En revanche lorsque l’on se place dans une analyse dynamique, les auteurs montrent qu’un schéma d’investissements séquentiel peut exister tel que l’acheteur n’a aucun intérêt à dévier de la stratégie optimale si le revenu issu d’une déviation à la première période est inférieur au revenu espéré dans la future coopération avec le vendeur. Le vendeur investit de manière séquentielle (figure 7.a) et l’acheteur paye une prime au vendeur à chaque période. Ceci implique un jeu infini pour que l’acheteur n’ait jamais à dévier à la dernière période.

En se référant à ce cadre d’analyse, le développement qui suit se situe également dans un contexte non contractuel où seule une partie de la transaction porte le coût total de l’investissement, qui est dans notre cas, la mise en place de pratiques spécifiques à la relation.

Cependant, le modèle de Pitchford et Snyder fait l’hypothèse forte de la symétrie d’information entre les parties. Ainsi la partie qui investit sait que son client n’a pas intérêt à dévier car il recherche à obtenir un retour optimum sur l’investissement que lui est en train de réaliser de manière séquentielle. A l’inverse, l’acheteur sait que le vendeur va continuer à investir et donc augmenter la quasi-rente de la relation tant que, lui, ne dévie pas son comportement.

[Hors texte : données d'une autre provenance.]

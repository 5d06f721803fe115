//! Explicit run state (§9 Design Notes): the source's global counters,
//! discovered-paths set, and found-bug flag are re-architected here as
//! a record threaded through the MCTS controller, the way
//! `crates/mccfr/src/solver/solver.rs` threads a `Profile` rather than
//! reaching for statics.

use crate::address::Path;
use std::collections::HashSet;
use std::time::{Duration, Instant};

/// Tunables from §6, overridable from the CLI.
#[derive(Debug, Clone)]
pub struct Tunables {
    /// Mutants produced per MCTS iteration.
    pub num_samples: usize,
    /// Stop once this many distinct paths are discovered.
    pub max_paths: Option<usize>,
    /// Stop after this many completed iterations.
    pub max_rounds: Option<u64>,
    /// UCT exploration weight ρ.
    pub rho: f64,
}

impl Default for Tunables {
    fn default() -> Self {
        Self {
            num_samples: 5,
            max_paths: None,
            max_rounds: None,
            rho: crate::tree::DEFAULT_RHO,
        }
    }
}

/// Run-duration counters, supplementing spec.md with the `@timer` /
/// `TIME_LOG` and execution-count bookkeeping the original tracked per
/// stage (SPEC_FULL §15). Charting is out of scope (spec.md §1); this
/// struct only accumulates the numbers, logged as a summary line when
/// the Driver terminates.
#[derive(Debug, Clone, Default)]
pub struct Stats {
    pub rounds_run: u64,
    pub iterations_skipped: u64,
    pub quick_samples_drawn: u64,
    pub random_samples_drawn: u64,
    /// Concrete `TraceRunner::trace` invocations (the original's
    /// `BINARY_EXECUTION_COUNT`).
    pub binary_executions: u64,
    /// Calls into the symbolic engine's `step`/`chain` (the original's
    /// `SYMBOLIC_EXECUTION_COUNT`), counted once per `dye` call plus
    /// the Driver's root catch-up steps.
    pub symbolic_steps: u64,
    pub trace_time: Duration,
    pub symbolic_time: Duration,
    pub selection_time: Duration,
    pub mutate_time: Duration,
    pub expansion_time: Duration,
    started_at: Option<Instant>,
}

impl Stats {
    pub fn start(&mut self) {
        self.started_at = Some(Instant::now());
    }

    pub fn elapsed(&self) -> Duration {
        self.started_at
            .map(|t| t.elapsed())
            .unwrap_or(Duration::ZERO)
    }
}

/// All run state mutated by the MCTS controller: tunables, the
/// discovered-path set, the global selection counter `TTL_SEL`, the
/// bug-found flag, and round bookkeeping.
pub struct Context {
    pub tunables: Tunables,
    pub discovered: HashSet<Path>,
    pub ttl_sel: u64,
    pub cur_round: u64,
    pub found_bug: bool,
    pub stats: Stats,
}

impl Context {
    pub fn new(tunables: Tunables) -> Self {
        Self {
            tunables,
            discovered: HashSet::new(),
            ttl_sel: 0,
            cur_round: 0,
            found_bug: false,
            stats: Stats::default(),
        }
    }

    /// Termination condition for the Driver's main loop (§4.8 step 5).
    pub fn should_stop(&self) -> bool {
        if self.found_bug {
            return true;
        }
        if let Some(max_paths) = self.tunables.max_paths {
            if self.discovered.len() >= max_paths {
                return true;
            }
        }
        if let Some(max_rounds) = self.tunables.max_rounds {
            if self.cur_round >= max_rounds {
                return true;
            }
        }
        false
    }
}
//! The execution-path tree: arena, node/colour model, expansion, and
//! symbolic dyeing (§3, §4.4–§4.6, C4–C6).

pub mod arena;
pub mod dye;
pub mod expand;
pub mod node;

pub use arena::{NodeIndex, Tree, DEFAULT_RHO};
pub use dye::dye;
pub use expand::expand;
pub use node::{Colour, ColourKind, NodeData};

Dans la réalité, ce calcul rationnel est beaucoup plus difficile car l’information est souvent asymétrique entre les agents. Pour tenir compte de l’asymétrie d’information bilatérale des agents, nous complétons l’approche de Pitchford et Snyder par l’apport de Watson (1999). Outre la séquentialité, ce dernier introduit dans son analyse, le niveau d’investissement à chaque période, le « gradualisme » (figure 7.b).

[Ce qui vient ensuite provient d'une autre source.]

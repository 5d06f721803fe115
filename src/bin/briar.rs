//! `briar` — hybrid concolic/MCTS fuzzer core CLI (§4.8, §6, §12).
//!
//! Drives a [`Driver`] against a target binary using a user-supplied
//! branch-table oracle (`briar::oracle::TableEngine`) in place of a
//! real symbolic backend, which spec.md §1 scopes out of this crate.
//! Depend on `briar` as a library and call `Driver::<YourEngine>::new`
//! directly to fuzz with a real binary-analysis backend instead.

use briar::address::Address;
use briar::context::{Context, Tunables};
use briar::driver::Driver;
use briar::oracle::TableEngine;
use briar::trace::{TraceRunner, BUG_FOUND_STATUS};
use clap::Parser;
use rand::rngs::SmallRng;
use rand::SeedableRng;
use std::path::PathBuf;

/// Hybrid coverage-guided / concolic / MCTS fuzzer core.
#[derive(Parser, Debug)]
#[command(author, version, about, long_about = None)]
struct Args {
    /// Target binary, instrumented to emit a packed little-endian
    /// basic-block address trace on stderr (spec.md §6).
    binary: PathBuf,

    /// One or more seed inputs, joined by newlines into a single byte
    /// string (spec.md §6's CLI contract).
    #[arg(required = true)]
    seeds: Vec<String>,

    /// Branch-table oracle file standing in for a real symbolic
    /// backend (see `briar::oracle`). Omit to fuzz in pure
    /// coverage-guided random-mutation mode.
    #[arg(long)]
    branch_table: Option<PathBuf>,

    /// Address the oracle starts from; must equal the seed trace's
    /// first address or bootstrap fails with an invariant error
    /// (spec.md §4.8 step 4). Decimal or `0x`-prefixed hex.
    #[arg(long, default_value = "0")]
    entry: String,

    /// Mutants produced per MCTS iteration (§6 NUM_SAMPLES).
    #[arg(long, default_value_t = 5)]
    num_samples: usize,

    /// Stop once this many distinct paths are discovered (§6 MAX_PATHS).
    #[arg(long)]
    max_paths: Option<usize>,

    /// Stop after this many completed iterations (§6 MAX_ROUNDS).
    #[arg(long)]
    max_rounds: Option<u64>,

    /// UCT exploration weight (§6 RHO).
    #[arg(long, default_value_t = briar::tree::DEFAULT_RHO)]
    rho: f64,

    /// Seeds the mutator's RNG, for reproducible runs.
    #[arg(long, default_value_t = 0)]
    rng_seed: u64,
}

fn main() -> anyhow::Result<()> {
    briar::logging::init();
    let args = Args::parse();

    let entry = parse_addr(&args.entry)?;
    let engine = match &args.branch_table {
        Some(path) => TableEngine::load(path)?,
        None => TableEngine::empty(entry),
    };

    let seed = args.seeds.join("\n").into_bytes();
    let runner = TraceRunner::new(&args.binary);
    let mut driver = Driver::new(engine, runner);
    let mut ctx = Context::new(Tunables {
        num_samples: args.num_samples,
        max_paths: args.max_paths,
        max_rounds: args.max_rounds,
        rho: args.rho,
    });
    let mut rng = SmallRng::seed_from_u64(args.rng_seed);

    driver.bootstrap(&seed, &mut ctx)?;

    #[cfg(feature = "signals")]
    let interrupted = briar::signals::spawn_interrupt_listener();
    #[cfg(feature = "signals")]
    let should_continue = move || !interrupted.load(std::sync::atomic::Ordering::Relaxed);
    #[cfg(not(feature = "signals"))]
    let should_continue = || true;

    driver.run(&mut ctx, seed.len(), &mut rng, should_continue)?;

    log::info!(
        "stopped after {} round(s) in {:.2?}: {} distinct path(s), {} binary execution(s) \
         ({} quick-sample, {} random-sample mutant(s)), {} symbolic step(s), {} iteration(s) \
         skipped, bug_found={}",
        ctx.cur_round,
        ctx.stats.elapsed(),
        ctx.discovered.len(),
        ctx.stats.binary_executions,
        ctx.stats.quick_samples_drawn,
        ctx.stats.random_samples_drawn,
        ctx.stats.symbolic_steps,
        ctx.stats.iterations_skipped,
        ctx.found_bug,
    );
    log::debug!(
        "stage time — trace {:.2?}, symbolic {:.2?}, selection {:.2?}, mutate {:.2?}, expansion {:.2?}",
        ctx.stats.trace_time,
        ctx.stats.symbolic_time,
        ctx.stats.selection_time,
        ctx.stats.mutate_time,
        ctx.stats.expansion_time,
    );
    if ctx.found_bug {
        log::warn!(
            "bug-found sentinel (exit {BUG_FOUND_STATUS}) observed during this run"
        );
    }
    Ok(())
}

fn parse_addr(word: &str) -> anyhow::Result<Address> {
    let value = match word.strip_prefix("0x") {
        Some(hex) => u64::from_str_radix(hex, 16)?,
        None => word.parse::<u64>()?,
    };
    Ok(Address(value))
}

Ce dernier indique que dans une analyse dynamique, la répétition des transactions permet à une partie d’obtenir progressivement de l’information sur l’autre partie, dont elle ne dispose pas au départ lors de la transaction initiale. Watson montre que les comportements opportunistes peuvent être évités si l’engagement dans la relation est faible au commencement. Le faible niveau des investissements engagés permet aux parties d’apprendre l’une sur l’autre avant d’atteindre le niveau d’investissement optimum. Le type d’agent est révélé au cours des transactions et le risque de hold-up diminue : si l’acheteur montre une tendance à dévier, le vendeur s’arrête d’investir avec un coût minimisé par le faible investissement de départ; en cas contraire, il suppose que l’acheteur recherche la quasi-rente de ses investissements sur le long terme. Rauch et Watson (2003) utilisent ce modèle pour expliquer les investissements graduels dans les relations entre des acheteurs de pays développés et des vendeurs dans les pays en développement.

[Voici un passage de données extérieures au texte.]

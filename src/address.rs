//! Basic-block addresses and concrete execution paths (spec §3).

use byteorder::{LittleEndian, ReadBytesExt};
use std::io::Cursor;

/// Opaque identifier for a basic block. Equality is the only operation
/// the core ever performs on it.
#[derive(Debug, Clone, Copy, PartialEq, Eq, Hash, PartialOrd, Ord)]
pub struct Address(pub u64);

impl std::fmt::Display for Address {
    fn fmt(&self, f: &mut std::fmt::Formatter<'_>) -> std::fmt::Result {
        write!(f, "{:#x}", self.0)
    }
}

/// A finite ordered sequence of [`Address`]es produced by one concrete
/// run of the target binary. Two paths are equal iff they have equal
/// length and equal elements, which falls out of deriving `PartialEq`
/// over the backing `Vec`.
#[derive(Debug, Clone, PartialEq, Eq, Hash, Default)]
pub struct Path(Vec<Address>);

impl Path {
    pub fn first(&self) -> Option<Address> {
        self.0.first().copied()
    }

    pub fn len(&self) -> usize {
        self.0.len()
    }

    pub fn is_empty(&self) -> bool {
        self.0.is_empty()
    }

    pub fn iter(&self) -> impl Iterator<Item = Address> + '_ {
        self.0.iter().copied()
    }

    /// All addresses after the first, i.e. the sequence of child steps
    /// taken once the root's address is fixed.
    pub fn tail(&self) -> &[Address] {
        &self.0[1.min(self.0.len())..]
    }

    /// Parses the packed little-endian 8-byte address stream a traced
    /// binary writes to stderr (spec §6). The length must be a multiple
    /// of 8; any other length is a protocol violation the caller turns
    /// into a [`crate::error::FuzzError::TraceLength`].
    pub fn from_packed(bytes: &[u8]) -> Option<Self> {
        if bytes.len() % 8 != 0 {
            return None;
        }
        let mut cursor = Cursor::new(bytes);
        let mut addrs = Vec::with_capacity(bytes.len() / 8);
        while (cursor.position() as usize) < bytes.len() {
            let word = cursor.read_u64::<LittleEndian>().ok()?;
            addrs.push(Address(word));
        }
        Some(Self(addrs))
    }
}

impl From<Vec<Address>> for Path {
    fn from(addrs: Vec<Address>) -> Self {
        Self(addrs)
    }
}

impl std::ops::Index<usize> for Path {
    type Output = Address;
    fn index(&self, i: usize) -> &Address {
        &self.0[i]
    }
}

Si on mène jusqu’au bout le raisonnement de Watson, le faible niveau d’investissement de départ peut même être nul (au moins en termes d’investissement spécifique). Le simple fait d’engager des relations sur des produits standards permet de révéler des informations sur les acheteurs. La décision d’investir ne devient plus seulement séquentielle voire graduelle, mais aussi retardée (figure 7.c). Par cette proposition, nous rejoignons les résultats de Swinnen et Vercammen (2006) qui montrent que les investissements sont d’autant plus retardés sur certains marchés que l’incertitude est grande (par incertitude, ils entendent le risque élevé sur les prix difficiles à prévoir). C’est également le propos de Bellemare et Barrett (2006) dans une étude empirique sur le marché du bétail au Kenya et en Ethiopie. Les auteurs montrent que la décision de vendre précède la décision des volumes qui vont être vendus. En effet, les animaux sont abattus avant d’être vendus, aussi la décision du volume qui va être amené au marché pour être vendu est ensuite irréversible (spécificité temporelle des produits périssables). La proposition issue de leurs travaux indique que la décision préalable de rentrer sur le marché permet aux éleveurs d’acquérir de l’information sur l’élasticité de l’offre et de la demande sur le marché du bétail. Ensuite ces derniers prennent la décision du volume de bétail à abattre pour la mise en vente. Cette séquentialité des décisions permet aux éleveurs d’avoir un meilleur pouvoir de négociation face aux acheteurs grâce à l’information acquise précédemment. Ils diminuent leur vulnérabilité (risque de hold-up) due au fait que le volume mis à vendre est définitif dans la mesure où les animaux sont tués avant la mise sur le marché.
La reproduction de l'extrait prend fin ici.